In an industry where the contract typically goes to the lowest bidder, keeping manufacturing costs down is the key to survival.

Centerline Industries replaced bag filters with Ronningen-Petter DCF self-cleaning filters in its three paint-manufacturing plants. By doing so, they instantaneously became environmentally friendly and dramatically reduced their waste. All the while increasing production rates at the sites.

Situation
Centerline Industries manufactures waterborne and solvent-based fast-drying paints in 300 different formulations. Since the 1970‘s, the company has used disposable bags to filter excess solids and other impurities from the paint prior to packaging and shipping. At about $3.00 USD per bag, the initial outlay for the fabric bags was low. Over the years, however, costs associated with using them had steadily climbed.
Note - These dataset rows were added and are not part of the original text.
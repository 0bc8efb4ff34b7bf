//! Environment variable lookup and parsing.

use std::collections::HashMap;
use std::str::FromStr;

use thiserror::Error;

/// Errors raised while loading configuration.
#[derive(Debug, Error)]
pub enum ConfigError {
  /// A variable was set but could not be parsed.
  #[error("invalid value for {key}: '{value}' ({message})")]
  Invalid {
    key: String,
    value: String,
    message: String,
  },
}

/// Source of configuration variables.
///
/// The process environment is the normal source; tests pass a `HashMap`.
pub trait EnvLookup {
  fn get(&self, key: &str) -> Option<String>;
}

/// Reads from `std::env`.
pub(crate) struct ProcessEnv;

impl EnvLookup for ProcessEnv {
  fn get(&self, key: &str) -> Option<String> {
    std::env::var(key).ok()
  }
}

impl EnvLookup for HashMap<String, String> {
  fn get(&self, key: &str) -> Option<String> {
    HashMap::get(self, key).cloned()
  }
}

/// Parse `key` if set, otherwise return `default`.
pub(crate) fn parse_or<T>(lookup: &dyn EnvLookup, key: &str, default: T) -> Result<T, ConfigError>
where
  T: FromStr,
  T::Err: std::fmt::Display,
{
  match lookup.get(key) {
    Some(raw) => raw.trim().parse::<T>().map_err(|e| ConfigError::Invalid {
      key: key.to_string(),
      value: raw.clone(),
      message: e.to_string(),
    }),
    None => Ok(default),
  }
}

/// Parse a boolean flag. Accepts `1/0`, `true/false`, `yes/no`.
pub(crate) fn flag_or(lookup: &dyn EnvLookup, key: &str, default: bool) -> Result<bool, ConfigError> {
  match lookup.get(key) {
    Some(raw) => match raw.trim().to_ascii_lowercase().as_str() {
      "1" | "true" | "yes" => Ok(true),
      "0" | "false" | "no" => Ok(false),
      _ => Err(ConfigError::Invalid {
        key: key.to_string(),
        value: raw,
        message: "expected a boolean".to_string(),
      }),
    },
    None => Ok(default),
  }
}

#[cfg(test)]
mod tests {
  use super::*;

  #[test]
  fn test_flag_or_accepts_common_spellings() {
    let vars = HashMap::from([
      ("A".to_string(), "yes".to_string()),
      ("B".to_string(), "0".to_string()),
    ]);
    assert!(flag_or(&vars, "A", false).unwrap());
    assert!(!flag_or(&vars, "B", true).unwrap());
    assert!(flag_or(&vars, "C", true).unwrap());
  }

  #[test]
  fn test_parse_or_trims_whitespace() {
    let vars = HashMap::from([("N".to_string(), " 42 ".to_string())]);
    let n: u64 = parse_or(&vars, "N", 0).unwrap();
    assert_eq!(n, 42);
  }
}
Centerline manufactures paint in up to 6,000-gallon (22,712 liters) batch runs, and was often changing bags two to thirty times per batch. Each time a bag required changing, production was stopped, and the bag was taken to a machine that squeezed the paint out so raw pigments trapped in the bag could be reused.

Due to spillover, however, up to two gallons (7.6 liters) of paint were lost every time a bag was changed. Occasionally, the bags ruptured, and cleaning up the mess slowed production and increased downtime. If a bag split while drums or tankers were being filled for shipment, Centerline had to rerun the contaminated batch.

Costs to dispose of the bags were also becoming problematic. The bags were treated as hazardous waste, and disposal cost was $200 USD a drum. Centerline was sending many drums a week to the hazardous waste landfill.

Mr. Robert Fischer, CEO, whose father and grandfather founded the company in 1945 said, ”with labor and disposal, bags cost us about $50,000 USD a year. We were well aware of the problem. We decided to be proactive and find a solution.” The company determined any new filtering system had to meet the following criteria:

1. Reduce the amount of waste created by the filtering process and reduce related disposal costs.

2. Increase throughput and speed production while reducing downtime.

3. Improve product quality by filtering more efficiently.

In addition, any filter system chosen would have to handle both the solvent-based paints and the harder to filter, slow running water-based paints. The water-based paints are 74 percent solids by weight, with a viscosity of 750 to 1000 cps, and comprise 70% of Centerline‘s business.

Ronningen-Petter Solution
Centerline tested a Ronningen-Petter Self-cleaning DCF-400 filter in its St. Louis, Missouri plant. The DCF-400 was equipped with an automated system that cleaned the filter screen and purged automatically at timed intervals.

Fischer said, “We put the filter on the worst problems we had. We figured if it worked on the very, very rare bad situations, then it would work on normal ones.” After the initial testing, Centerline installed two larger DCF-800 units. These DCF-800 filters were equipped with Teflon seals to stand up to the solvent-based paints.

Soon after, Centerline installed five more DCF-800 units in the St. Louis plant, four DCF-800s in the Hannibal, Missouri plant, and three DCF-800s in the Ennis, Texas plant.